Chapter 10, Problem 83QP

Interpretation Introduction

Interpretation:

The root mean square speed values of ${\text{N}}_{\text{2}}$, ${\text{O}}_{\text{2}}$, and ${\text{O}}_{\text{3}}$ found in the stratosphere, with the absolute temperature of –23°C, are to be calculated.

Concept introduction:

Kinetic molecular theory states that the total kinetic energy of a mole of gas is equal to $\frac{3}{2}RT$. Here, R is universal gas constant and T is the absolute temperature. The average kinetic energy of one molecule is $\frac{1}{2}m\overline{u^2}$. Therefore,

$N_A\left(\frac{1}{2}m\overline{u^2}\right)=\frac{3}{2}RT$

$m{u}^2=3RTor{u}^2=3RT/moru={\left(3RT/m\right)}^{1/2}$

From Maxwell’s Speed Distribution Curve, the molecular speed of two gas samples can be compared using the following relation:

$u_{rms}\left(1\right)=\sqrt{\frac{3RT}{{\mu }_1}}$

and,

$u_{rms}\left(2\right)=\sqrt{\frac{3RT}{{\mu }_2}}$

Now,

$\begin{array}{c}\frac{u_{rms}\left(1\right)}{u_{rms}\left(2\right)}=\frac{\sqrt{\frac{3RT}{{\mu }_1}}}{\sqrt{\frac{3RT}{{\mu }_2}}}\\ =\sqrt{\frac{{\mu }_2}{{\mu }_1}}\end{array}$ …… (1)

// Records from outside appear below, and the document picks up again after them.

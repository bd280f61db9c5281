//! Application shell: window, GPU setup, and the event/render loop.

use std::path::PathBuf;
use std::sync::Arc;
use winit::{
    application::ApplicationHandler,
    event::*,
    event_loop::{ActiveEventLoop, ControlFlow, EventLoop},
    keyboard::{KeyCode, PhysicalKey},
    window::{Window, WindowId},
};

use crate::config::ViewerConfig;
use crate::demo;
use crate::playback::{Playback, Recording};
use crate::scene::{SceneComposer, ViewState};
use crate::ui::{Hud, OrbitCamera, TransportInfo};

pub struct App {
    window: Arc<Window>,
    surface: wgpu::Surface<'static>,
    device: wgpu::Device,
    queue: wgpu::Queue,
    config: wgpu::SurfaceConfiguration,
    composer: SceneComposer,
    hud: Hud,
    camera: OrbitCamera,
    playback: Playback,
    viewer_config: ViewerConfig,
    last_render_time: std::time::Instant,
}

impl App {
    pub fn window(&self) -> &Window {
        &self.window
    }

    /// Returns false when the application should exit.
    pub fn handle_event(&mut self, event: &WindowEvent) -> bool {
        let consumed = self.hud.handle_event(&self.window, event);

        match event {
            WindowEvent::CloseRequested => {
                self.save_config();
                return false;
            }
            WindowEvent::Resized(physical_size) => {
                if physical_size.width > 0 && physical_size.height > 0 {
                    self.config.width = physical_size.width;
                    self.config.height = physical_size.height;
                    self.surface.configure(&self.device, &self.config);
                    self.composer
                        .resize(&self.device, physical_size.width, physical_size.height);
                }
            }
            WindowEvent::ModifiersChanged(modifiers) => {
                self.camera.set_shift(modifiers.state().shift_key());
            }
            WindowEvent::MouseInput { button, state, .. } => {
                if !consumed && !self.hud.wants_pointer_input() {
                    self.camera.handle_mouse_button(*button, *state);
                }
            }
            WindowEvent::CursorMoved { position, .. } => {
                if !self.hud.wants_pointer_input() {
                    self.camera.handle_mouse_move(*position);
                }
            }
            WindowEvent::MouseWheel { delta, .. } => {
                if !consumed && !self.hud.wants_pointer_input() {
                    self.camera.handle_scroll(*delta);
                }
            }
            WindowEvent::KeyboardInput { event, .. } => {
                if !consumed && !self.hud.wants_keyboard_input() {
                    self.handle_key(event);
                }
            }
            WindowEvent::RedrawRequested => {
                self.render();
            }
            _ => {}
        }
        true
    }

    fn handle_key(&mut self, event: &KeyEvent) {
        if event.state != ElementState::Pressed {
            return;
        }
        match event.physical_key {
            PhysicalKey::Code(KeyCode::Space) => self.playback.toggle(),
            PhysicalKey::Code(KeyCode::ArrowRight) => {
                let next = self.playback.current_index() + 1;
                self.playback.select(next);
            }
            PhysicalKey::Code(KeyCode::ArrowLeft) => {
                let index = self.playback.current_index().saturating_sub(1);
                self.playback.select(index);
            }
            _ => {}
        }
    }

    fn save_config(&mut self) {
        self.viewer_config.selected_field = self.hud.state.selected_field.clone();
        self.viewer_config.substrate_opacity = self.hud.state.substrate_opacity;
        self.viewer_config.show_trails = self.hud.state.show_trails;
        self.viewer_config.detailed = self.hud.state.detailed;
        self.viewer_config.playback_speed = self.playback.speed();
        self.viewer_config.window_width = self.config.width;
        self.viewer_config.window_height = self.config.height;
        if let Err(err) = self.viewer_config.save(&ViewerConfig::default_path()) {
            log::warn!("failed to save config: {err}");
        }
    }

    fn render(&mut self) {
        let now = std::time::Instant::now();
        let dt = now.duration_since(self.last_render_time).as_secs_f32();
        self.last_render_time = now;

        self.camera.update(dt);
        self.playback.advance(dt);
        if self.playback.take_reset() {
            self.composer.reset_run();
        }

        let output = match self.surface.get_current_texture() {
            Ok(output) => output,
            Err(wgpu::SurfaceError::Lost | wgpu::SurfaceError::Outdated) => {
                self.surface.configure(&self.device, &self.config);
                return;
            }
            Err(err) => {
                log::error!("surface error: {err}");
                return;
            }
        };
        let view = output
            .texture
            .create_view(&wgpu::TextureViewDescriptor::default());

        let transport = TransportInfo {
            current: self.playback.current_index(),
            step_count: self.playback.recording().len(),
            playing: self.playback.is_playing(),
            speed: self.playback.speed(),
            sim_time: self.playback.current_snapshot().time,
        };
        let (hud_output, requests) =
            self.hud
                .run(&self.window, &transport, Some(self.playback.current_snapshot()));

        if requests.toggle_play {
            self.playback.toggle();
        }
        if let Some(step) = requests.seek {
            self.playback.select(step);
        }
        if let Some(speed) = requests.speed {
            self.playback.set_speed(speed);
        }
        if let Some(preset) = requests.preset {
            self.viewer_config.camera_preset = preset;
            self.camera
                .apply_preset(preset, self.composer.domain().domain_size());
        }
        if self.playback.take_reset() {
            self.composer.reset_run();
        }

        let view_state = ViewState {
            selected_field: self.hud.state.selected_field.clone(),
            substrate_opacity: self.hud.state.substrate_opacity,
            show_trails: self.hud.state.show_trails,
            detailed: self.hud.state.detailed,
        };

        let mut encoder = self
            .device
            .create_command_encoder(&wgpu::CommandEncoderDescriptor {
                label: Some("Frame Encoder"),
            });

        let aspect = self.config.width as f32 / self.config.height.max(1) as f32;
        self.composer.render(
            &self.device,
            &self.queue,
            &mut encoder,
            &view,
            &self.camera,
            aspect,
            Some(self.playback.current_snapshot()),
            &view_state,
            dt,
        );

        let screen_descriptor = egui_wgpu::ScreenDescriptor {
            size_in_pixels: [self.config.width, self.config.height],
            pixels_per_point: self.window.scale_factor() as f32,
        };
        self.hud.render(
            &self.device,
            &self.queue,
            &mut encoder,
            &view,
            screen_descriptor,
            hud_output,
        );

        self.queue.submit(std::iter::once(encoder.finish()));
        output.present();
    }

    pub fn request_redraw(&self) {
        self.window.request_redraw();
    }
}

struct AppState {
    app: Option<App>,
    pending_playback: Option<Playback>,
    viewer_config: ViewerConfig,
}

impl ApplicationHandler for AppState {
    fn resumed(&mut self, event_loop: &ActiveEventLoop) {
        if self.app.is_some() {
            return;
        }
        let Some(mut playback) = self.pending_playback.take() else {
            return;
        };

        let window_attributes = Window::default_attributes()
            .with_title("Nanoscope")
            .with_inner_size(winit::dpi::PhysicalSize::new(
                self.viewer_config.window_width,
                self.viewer_config.window_height,
            ));
        let window = Arc::new(
            event_loop
                .create_window(window_attributes)
                .expect("failed to create window"),
        );

        let instance = wgpu::Instance::new(&wgpu::InstanceDescriptor {
            backends: wgpu::Backends::PRIMARY,
            ..Default::default()
        });
        let surface = instance
            .create_surface(window.clone())
            .expect("failed to create surface");

        let adapter = pollster::block_on(instance.request_adapter(&wgpu::RequestAdapterOptions {
            power_preference: wgpu::PowerPreference::HighPerformance,
            compatible_surface: Some(&surface),
            force_fallback_adapter: false,
        }))
        .expect("no suitable GPU adapter");

        let (device, queue) = pollster::block_on(adapter.request_device(&wgpu::DeviceDescriptor {
            label: None,
            required_features: wgpu::Features::empty(),
            required_limits: wgpu::Limits::default(),
            ..Default::default()
        }))
        .expect("failed to create device");

        let size = window.inner_size();
        let surface_caps = surface.get_capabilities(&adapter);
        let surface_format = surface_caps
            .formats
            .iter()
            .find(|f| f.is_srgb())
            .copied()
            .unwrap_or(surface_caps.formats[0]);

        let config = wgpu::SurfaceConfiguration {
            usage: wgpu::TextureUsages::RENDER_ATTACHMENT,
            format: surface_format,
            width: size.width.max(1),
            height: size.height.max(1),
            present_mode: wgpu::PresentMode::AutoVsync,
            alpha_mode: surface_caps.alpha_modes[0],
            view_formats: vec![],
            desired_maximum_frame_latency: 2,
        };
        surface.configure(&device, &config);

        let recording = playback.recording();
        let composer = SceneComposer::new(
            &device,
            &config,
            recording.domain_size,
            recording.tumor_radius,
        );
        let mut camera = OrbitCamera::new(recording.domain_size);
        camera.apply_preset(self.viewer_config.camera_preset, recording.domain_size);
        playback.set_speed(self.viewer_config.playback_speed);

        let mut hud = Hud::new(&device, surface_format, &window);
        hud.state.selected_field = self.viewer_config.selected_field.clone();
        hud.state.substrate_opacity = self.viewer_config.substrate_opacity;
        hud.state.show_trails = self.viewer_config.show_trails;
        hud.state.detailed = self.viewer_config.detailed;

        self.app = Some(App {
            window,
            surface,
            device,
            queue,
            config,
            composer,
            hud,
            camera,
            playback,
            viewer_config: self.viewer_config.clone(),
            last_render_time: std::time::Instant::now(),
        });
    }

    fn window_event(&mut self, event_loop: &ActiveEventLoop, window_id: WindowId, event: WindowEvent) {
        let Some(app) = &mut self.app else { return };
        if window_id != app.window().id() {
            return;
        }
        if !app.handle_event(&event) {
            event_loop.exit();
        }
    }

    fn about_to_wait(&mut self, event_loop: &ActiveEventLoop) {
        event_loop.set_control_flow(ControlFlow::Poll);
        if let Some(app) = &self.app {
            app.request_redraw();
        }
    }
}

/// Number of steps in the built-in demo run.
const DEMO_STEPS: usize = 600;
const DEMO_SEED: u64 = 7;

fn load_recording() -> Recording {
    let args: Vec<String> = std::env::args().skip(1).collect();
    match args.first().map(String::as_str) {
        None | Some("--demo") => {
            log::info!("no recording given, generating demo run");
            demo::generate(DEMO_STEPS, DEMO_SEED)
        }
        Some(path) => match Recording::from_file(&PathBuf::from(path)) {
            Ok(recording) => {
                log::info!("loaded {} steps from {path}", recording.len());
                recording
            }
            Err(err) => {
                eprintln!("error: could not load recording {path}: {err}");
                std::process::exit(1);
            }
        },
    }
}

pub fn run() {
    env_logger::init();

    let recording = load_recording();
    let viewer_config = ViewerConfig::load(&ViewerConfig::default_path()).sanitized();

    let event_loop = EventLoop::new().expect("failed to create event loop");
    let mut state = AppState {
        app: None,
        pending_playback: Some(Playback::new(recording)),
        viewer_config,
    };
    event_loop
        .run_app(&mut state)
        .expect("event loop terminated abnormally");
}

Here, $u_{rms}\left(1\right)$ and $u_{rms}\left(2\right)$ are the root mean square speeds of each gas compound, respectively, $R$ is the Gas Constant, $T$ is the absolute temperature, and ${\mu }_1\text{ and }{\mu }_2$ are the molar masses of each of the gas compounds, respectively.